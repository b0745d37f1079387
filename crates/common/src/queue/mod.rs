//! Task queue integration for async job processing
//!
//! Provides:
//! - The [`TaskMessage`] wire format for index and query tasks
//! - The [`TaskQueue`] abstraction (enqueue, receive, ack)
//! - An SQS implementation with retried sends
//! - An in-memory implementation for tests and local runs

use crate::config::QueueConfig;
use crate::errors::{AppError, Result};
use async_trait::async_trait;
use aws_sdk_sqs::Client as SqsClient;
use backoff::{future::retry, ExponentialBackoff};
use serde::{Deserialize, Serialize};
use std::collections::{HashMap, VecDeque};
use std::sync::Mutex;
use std::time::Duration;
use tracing::{debug, warn};
use uuid::Uuid;

/// Where an index task reads documentation from
#[derive(Debug, Clone, Serialize, Deserialize, PartialEq)]
pub struct RepoSource {
    /// "owner/name"
    pub full_name: String,
    pub branch: String,
    /// Credential embedded in the clone URL, if the repository is private
    #[serde(default, skip_serializing_if = "Option::is_none")]
    pub access_token: Option<String>,
}

/// A unit of work on the task queue
#[derive(Debug, Clone, Serialize, Deserialize, PartialEq)]
#[serde(tag = "type", rename_all = "snake_case")]
pub enum TaskMessage {
    Index {
        task_id: String,
        repo_id: Uuid,
        source: RepoSource,
        docs_directory: String,
        #[serde(default)]
        soft_reindex: bool,
    },
    Query {
        task_id: String,
        query: String,
        repo_id: Uuid,
        reviewer_id: Uuid,
    },
}

impl TaskMessage {
    pub fn task_id(&self) -> &str {
        match self {
            TaskMessage::Index { task_id, .. } | TaskMessage::Query { task_id, .. } => task_id,
        }
    }

    /// Job kind recorded on the job row
    pub fn kind(&self) -> &'static str {
        match self {
            TaskMessage::Index { .. } => "index",
            TaskMessage::Query { .. } => "query",
        }
    }
}

/// A received task and the handle needed to acknowledge it
#[derive(Debug, Clone)]
pub struct ReceivedTask {
    pub message: TaskMessage,
    pub receipt: String,
}

/// Task queue abstraction
#[async_trait]
pub trait TaskQueue: Send + Sync {
    /// Enqueue a task. Returns the queue's message id.
    async fn enqueue(&self, message: &TaskMessage) -> Result<String>;

    /// Receive a batch of tasks; may return an empty batch
    async fn receive(&self) -> Result<Vec<ReceivedTask>>;

    /// Remove a processed task from the queue
    async fn ack(&self, receipt: &str) -> Result<()>;
}

fn parse_body(body: &str) -> Result<TaskMessage> {
    serde_json::from_str(body).map_err(|e| AppError::QueueError {
        message: format!("Failed to parse message: {}", e),
    })
}

fn encode_body(message: &TaskMessage) -> Result<String> {
    serde_json::to_string(message).map_err(|e| AppError::QueueError {
        message: format!("Failed to serialize message: {}", e),
    })
}

/// SQS queue client wrapper
pub struct SqsTaskQueue {
    client: SqsClient,
    url: String,
    max_messages: i32,
    wait_time_seconds: i32,
    visibility_timeout: i32,
}

impl SqsTaskQueue {
    /// Create a new queue client from the ambient AWS configuration
    pub async fn new(config: &QueueConfig) -> Result<Self> {
        let aws_config = aws_config::load_defaults(aws_config::BehaviorVersion::latest()).await;
        Self::with_client(SqsClient::new(&aws_config), config)
    }

    /// Create with an existing SQS client
    pub fn with_client(client: SqsClient, config: &QueueConfig) -> Result<Self> {
        let url = config
            .task_queue_url
            .clone()
            .ok_or_else(|| AppError::Configuration {
                message: "queue.task_queue_url is required".to_string(),
            })?;

        Ok(Self {
            client,
            url,
            max_messages: config.batch_size.clamp(1, 10) as i32,
            wait_time_seconds: config.poll_timeout_secs.min(20) as i32,
            visibility_timeout: config.visibility_timeout_secs as i32,
        })
    }
}

#[async_trait]
impl TaskQueue for SqsTaskQueue {
    async fn enqueue(&self, message: &TaskMessage) -> Result<String> {
        let body = encode_body(message)?;

        let policy = ExponentialBackoff {
            max_elapsed_time: Some(Duration::from_secs(30)),
            ..ExponentialBackoff::default()
        };

        let result = retry(policy, || async {
            self.client
                .send_message()
                .queue_url(&self.url)
                .message_body(&body)
                .send()
                .await
                .map_err(|e| {
                    warn!(error = %e, "Send to task queue failed, retrying");
                    backoff::Error::transient(e)
                })
        })
        .await
        .map_err(|e| AppError::QueueError {
            message: format!("Failed to send message: {}", e),
        })?;

        let message_id = result.message_id.unwrap_or_default();
        debug!(message_id = %message_id, task_id = message.task_id(), "Message sent to queue");

        Ok(message_id)
    }

    async fn receive(&self) -> Result<Vec<ReceivedTask>> {
        let result = self
            .client
            .receive_message()
            .queue_url(&self.url)
            .max_number_of_messages(self.max_messages)
            .visibility_timeout(self.visibility_timeout)
            .wait_time_seconds(self.wait_time_seconds)
            .send()
            .await
            .map_err(|e| AppError::QueueError {
                message: format!("Failed to receive messages: {}", e),
            })?;

        let messages = result.messages.unwrap_or_default();
        debug!(count = messages.len(), "Received messages from queue");

        let mut tasks = Vec::with_capacity(messages.len());
        for message in messages {
            let Some(receipt) = message.receipt_handle else {
                continue;
            };
            let body = message.body.unwrap_or_default();
            match parse_body(&body) {
                Ok(task) => tasks.push(ReceivedTask {
                    message: task,
                    receipt,
                }),
                Err(e) => {
                    // Leave it for the redrive policy to move to the DLQ
                    warn!(error = %e, "Skipping malformed queue message");
                }
            }
        }

        Ok(tasks)
    }

    async fn ack(&self, receipt: &str) -> Result<()> {
        self.client
            .delete_message()
            .queue_url(&self.url)
            .receipt_handle(receipt)
            .send()
            .await
            .map_err(|e| AppError::QueueError {
                message: format!("Failed to delete message: {}", e),
            })?;

        debug!("Message deleted from queue");
        Ok(())
    }
}

/// In-memory FIFO queue. Received tasks stay in flight until acked.
#[derive(Default)]
pub struct MemoryTaskQueue {
    pending: Mutex<VecDeque<String>>,
    in_flight: Mutex<HashMap<String, String>>,
}

impl MemoryTaskQueue {
    pub fn new() -> Self {
        Self::default()
    }

    /// Tasks waiting to be received
    pub fn pending_count(&self) -> usize {
        self.pending.lock().map(|q| q.len()).unwrap_or(0)
    }

    /// Tasks received but not yet acked
    pub fn in_flight_count(&self) -> usize {
        self.in_flight.lock().map(|m| m.len()).unwrap_or(0)
    }
}

fn poisoned(_: impl std::fmt::Display) -> AppError {
    AppError::QueueError {
        message: "task queue lock poisoned".to_string(),
    }
}

#[async_trait]
impl TaskQueue for MemoryTaskQueue {
    async fn enqueue(&self, message: &TaskMessage) -> Result<String> {
        let body = encode_body(message)?;
        self.pending.lock().map_err(poisoned)?.push_back(body);
        Ok(Uuid::new_v4().to_string())
    }

    async fn receive(&self) -> Result<Vec<ReceivedTask>> {
        let bodies: Vec<String> = self.pending.lock().map_err(poisoned)?.drain(..).collect();
        let mut in_flight = self.in_flight.lock().map_err(poisoned)?;

        let mut tasks = Vec::with_capacity(bodies.len());
        for body in bodies {
            let receipt = Uuid::new_v4().to_string();
            let message = parse_body(&body)?;
            in_flight.insert(receipt.clone(), body);
            tasks.push(ReceivedTask { message, receipt });
        }
        Ok(tasks)
    }

    async fn ack(&self, receipt: &str) -> Result<()> {
        self.in_flight
            .lock()
            .map_err(poisoned)?
            .remove(receipt)
            .map(|_| ())
            .ok_or_else(|| AppError::QueueError {
                message: format!("Unknown receipt: {}", receipt),
            })
    }
}

#[cfg(test)]
mod tests {
    use super::*;

    fn index_message() -> TaskMessage {
        TaskMessage::Index {
            task_id: "t-1".to_string(),
            repo_id: Uuid::new_v4(),
            source: RepoSource {
                full_name: "acme/docs".to_string(),
                branch: "main".to_string(),
                access_token: None,
            },
            docs_directory: "docs".to_string(),
            soft_reindex: true,
        }
    }

    #[test]
    fn test_task_message_is_tagged() {
        let json = serde_json::to_value(index_message()).unwrap();
        assert_eq!(json["type"], "index");
        assert_eq!(json["soft_reindex"], true);
        assert!(json["source"].get("access_token").is_none());

        let query = serde_json::json!({
            "type": "query",
            "task_id": "t-2",
            "query": "rename the CLI flag",
            "repo_id": Uuid::nil(),
            "reviewer_id": Uuid::nil(),
        });
        let parsed: TaskMessage = serde_json::from_value(query).unwrap();
        assert_eq!(parsed.kind(), "query");
        assert_eq!(parsed.task_id(), "t-2");
    }

    #[tokio::test]
    async fn test_memory_queue_round_trip() {
        let queue = MemoryTaskQueue::new();
        let message = index_message();
        queue.enqueue(&message).await.unwrap();
        assert_eq!(queue.pending_count(), 1);

        let tasks = queue.receive().await.unwrap();
        assert_eq!(tasks.len(), 1);
        assert_eq!(tasks[0].message, message);
        assert_eq!(queue.in_flight_count(), 1);

        queue.ack(&tasks[0].receipt).await.unwrap();
        assert_eq!(queue.in_flight_count(), 0);
        assert!(queue.ack(&tasks[0].receipt).await.is_err());
    }
}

******************************

• _Work to be completed_
Among the records above, only the lines between the line holding "use async_trait::async_trait;" and the line holding "the job row", inclusive, are to be output, exactly as written.

• _Task answer_
use async_trait::async_trait;
use aws_sdk_sqs::Client as SqsClient;
use backoff::{future::retry, ExponentialBackoff};
use serde::{Deserialize, Serialize};
use std::collections::{HashMap, VecDeque};
use std::sync::Mutex;
use std::time::Duration;
use tracing::{debug, warn};
use uuid::Uuid;

/// Where an index task reads documentation from
#[derive(Debug, Clone, Serialize, Deserialize, PartialEq)]
pub struct RepoSource {
    /// "owner/name"
    pub full_name: String,
    pub branch: String,
    /// Credential embedded in the clone URL, if the repository is private
    #[serde(default, skip_serializing_if = "Option::is_none")]
    pub access_token: Option<String>,
}

/// A unit of work on the task queue
#[derive(Debug, Clone, Serialize, Deserialize, PartialEq)]
#[serde(tag = "type", rename_all = "snake_case")]
pub enum TaskMessage {
    Index {
        task_id: String,
        repo_id: Uuid,
        source: RepoSource,
        docs_directory: String,
        #[serde(default)]
        soft_reindex: bool,
    },
    Query {
        task_id: String,
        query: String,
        repo_id: Uuid,
        reviewer_id: Uuid,
    },
}

impl TaskMessage {
    pub fn task_id(&self) -> &str {
        match self {
            TaskMessage::Index { task_id, .. } | TaskMessage::Query { task_id, .. } => task_id,
        }
    }

    /// Job kind recorded on the job row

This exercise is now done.